**EXERCISE GOAL**
Once the line containing "and the checked" has been written out, stop; until then, restate each line of the entries below word for word from the first.

**RECORDS PROVIDED**
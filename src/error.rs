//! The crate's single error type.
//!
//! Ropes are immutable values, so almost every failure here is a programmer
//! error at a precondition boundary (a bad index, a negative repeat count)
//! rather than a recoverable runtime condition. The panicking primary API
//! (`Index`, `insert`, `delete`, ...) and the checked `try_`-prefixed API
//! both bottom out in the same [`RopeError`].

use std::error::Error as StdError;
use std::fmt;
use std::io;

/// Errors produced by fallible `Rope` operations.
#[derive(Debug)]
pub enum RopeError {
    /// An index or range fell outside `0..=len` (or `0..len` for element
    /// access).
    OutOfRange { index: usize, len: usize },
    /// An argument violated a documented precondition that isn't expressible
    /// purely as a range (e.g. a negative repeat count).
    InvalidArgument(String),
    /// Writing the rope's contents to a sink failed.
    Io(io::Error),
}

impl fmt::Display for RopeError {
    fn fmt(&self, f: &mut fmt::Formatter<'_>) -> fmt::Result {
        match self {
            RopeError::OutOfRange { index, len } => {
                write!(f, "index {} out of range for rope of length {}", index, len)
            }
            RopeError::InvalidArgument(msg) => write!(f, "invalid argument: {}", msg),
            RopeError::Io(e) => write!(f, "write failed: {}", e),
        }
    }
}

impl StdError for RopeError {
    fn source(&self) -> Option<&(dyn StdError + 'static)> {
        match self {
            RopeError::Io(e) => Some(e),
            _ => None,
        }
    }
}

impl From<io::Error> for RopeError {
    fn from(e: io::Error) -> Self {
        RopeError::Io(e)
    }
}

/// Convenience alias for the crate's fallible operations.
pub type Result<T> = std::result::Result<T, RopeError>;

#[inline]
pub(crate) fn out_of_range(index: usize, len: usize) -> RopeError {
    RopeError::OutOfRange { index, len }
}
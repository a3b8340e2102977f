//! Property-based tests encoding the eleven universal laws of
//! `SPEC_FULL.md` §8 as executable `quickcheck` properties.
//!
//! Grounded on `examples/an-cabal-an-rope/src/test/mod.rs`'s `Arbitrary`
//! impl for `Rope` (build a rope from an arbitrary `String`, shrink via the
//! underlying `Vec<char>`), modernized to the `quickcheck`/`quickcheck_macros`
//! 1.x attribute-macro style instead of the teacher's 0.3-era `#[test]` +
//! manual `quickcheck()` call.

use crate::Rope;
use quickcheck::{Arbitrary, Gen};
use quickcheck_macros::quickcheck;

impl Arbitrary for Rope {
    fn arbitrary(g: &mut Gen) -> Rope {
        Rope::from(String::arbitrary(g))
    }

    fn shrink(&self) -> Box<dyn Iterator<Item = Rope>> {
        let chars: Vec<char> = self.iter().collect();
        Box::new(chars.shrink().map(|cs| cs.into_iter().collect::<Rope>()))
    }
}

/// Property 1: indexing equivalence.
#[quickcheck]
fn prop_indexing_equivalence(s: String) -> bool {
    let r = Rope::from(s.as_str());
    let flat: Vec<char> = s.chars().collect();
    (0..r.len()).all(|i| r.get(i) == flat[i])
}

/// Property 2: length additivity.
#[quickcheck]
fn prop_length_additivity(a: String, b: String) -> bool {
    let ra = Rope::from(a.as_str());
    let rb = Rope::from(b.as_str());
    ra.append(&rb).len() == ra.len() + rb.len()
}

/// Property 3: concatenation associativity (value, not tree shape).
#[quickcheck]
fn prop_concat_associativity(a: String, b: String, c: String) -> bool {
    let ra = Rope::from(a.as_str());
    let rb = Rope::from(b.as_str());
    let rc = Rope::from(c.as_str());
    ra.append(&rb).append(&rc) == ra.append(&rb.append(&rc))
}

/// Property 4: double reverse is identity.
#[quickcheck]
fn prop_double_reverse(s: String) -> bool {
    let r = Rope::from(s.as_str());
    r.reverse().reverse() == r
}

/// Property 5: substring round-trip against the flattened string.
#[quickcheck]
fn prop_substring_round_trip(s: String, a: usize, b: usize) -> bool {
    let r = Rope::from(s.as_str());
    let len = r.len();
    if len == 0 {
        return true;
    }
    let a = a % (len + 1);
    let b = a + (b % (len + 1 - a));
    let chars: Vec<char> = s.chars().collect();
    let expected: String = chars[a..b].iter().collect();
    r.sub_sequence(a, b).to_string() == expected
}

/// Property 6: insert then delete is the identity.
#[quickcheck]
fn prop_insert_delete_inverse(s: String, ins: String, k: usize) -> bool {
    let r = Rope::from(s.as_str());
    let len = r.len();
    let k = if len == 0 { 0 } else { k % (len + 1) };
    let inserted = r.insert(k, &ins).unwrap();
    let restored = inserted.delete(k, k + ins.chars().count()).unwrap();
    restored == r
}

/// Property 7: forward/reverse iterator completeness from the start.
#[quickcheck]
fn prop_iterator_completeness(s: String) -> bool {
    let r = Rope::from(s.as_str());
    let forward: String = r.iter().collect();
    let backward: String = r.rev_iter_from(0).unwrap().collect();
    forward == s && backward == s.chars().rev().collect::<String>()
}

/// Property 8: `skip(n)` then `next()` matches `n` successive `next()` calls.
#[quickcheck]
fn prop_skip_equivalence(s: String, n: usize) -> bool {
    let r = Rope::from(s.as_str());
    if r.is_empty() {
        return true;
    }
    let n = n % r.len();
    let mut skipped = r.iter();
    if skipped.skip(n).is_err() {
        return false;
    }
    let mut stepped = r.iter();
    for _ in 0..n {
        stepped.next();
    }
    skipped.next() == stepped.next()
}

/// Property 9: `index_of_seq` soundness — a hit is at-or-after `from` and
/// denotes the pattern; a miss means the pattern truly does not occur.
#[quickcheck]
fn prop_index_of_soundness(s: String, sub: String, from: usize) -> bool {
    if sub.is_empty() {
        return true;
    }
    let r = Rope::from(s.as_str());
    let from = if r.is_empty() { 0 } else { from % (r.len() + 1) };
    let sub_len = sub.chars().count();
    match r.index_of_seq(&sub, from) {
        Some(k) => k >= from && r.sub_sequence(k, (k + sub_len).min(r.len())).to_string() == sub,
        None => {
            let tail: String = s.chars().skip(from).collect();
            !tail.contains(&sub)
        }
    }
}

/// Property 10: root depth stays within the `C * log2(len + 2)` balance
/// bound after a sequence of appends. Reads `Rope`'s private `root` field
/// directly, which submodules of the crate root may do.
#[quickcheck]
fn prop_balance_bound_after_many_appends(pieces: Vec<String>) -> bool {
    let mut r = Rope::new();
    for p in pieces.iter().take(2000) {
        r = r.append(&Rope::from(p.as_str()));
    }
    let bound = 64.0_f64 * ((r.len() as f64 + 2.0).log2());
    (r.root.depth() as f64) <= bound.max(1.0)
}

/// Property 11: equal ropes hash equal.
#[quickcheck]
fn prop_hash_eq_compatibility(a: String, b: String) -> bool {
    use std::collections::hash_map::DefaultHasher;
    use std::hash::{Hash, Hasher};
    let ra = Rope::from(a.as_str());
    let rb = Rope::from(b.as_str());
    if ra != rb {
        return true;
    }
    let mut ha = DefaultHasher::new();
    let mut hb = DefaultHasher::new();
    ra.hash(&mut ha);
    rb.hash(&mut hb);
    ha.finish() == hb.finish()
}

**WORKED SOLUTION**
filename src/error.rs
//! The crate's single error type.
//!
//! Ropes are immutable values, so almost every failure here is a programmer
//! error at a precondition boundary (a bad index, a negative repeat count)
//! rather than a recoverable runtime condition. The panicking primary API
//! (`Index`, `insert`, `delete`, ...) and the checked `try_`-prefixed API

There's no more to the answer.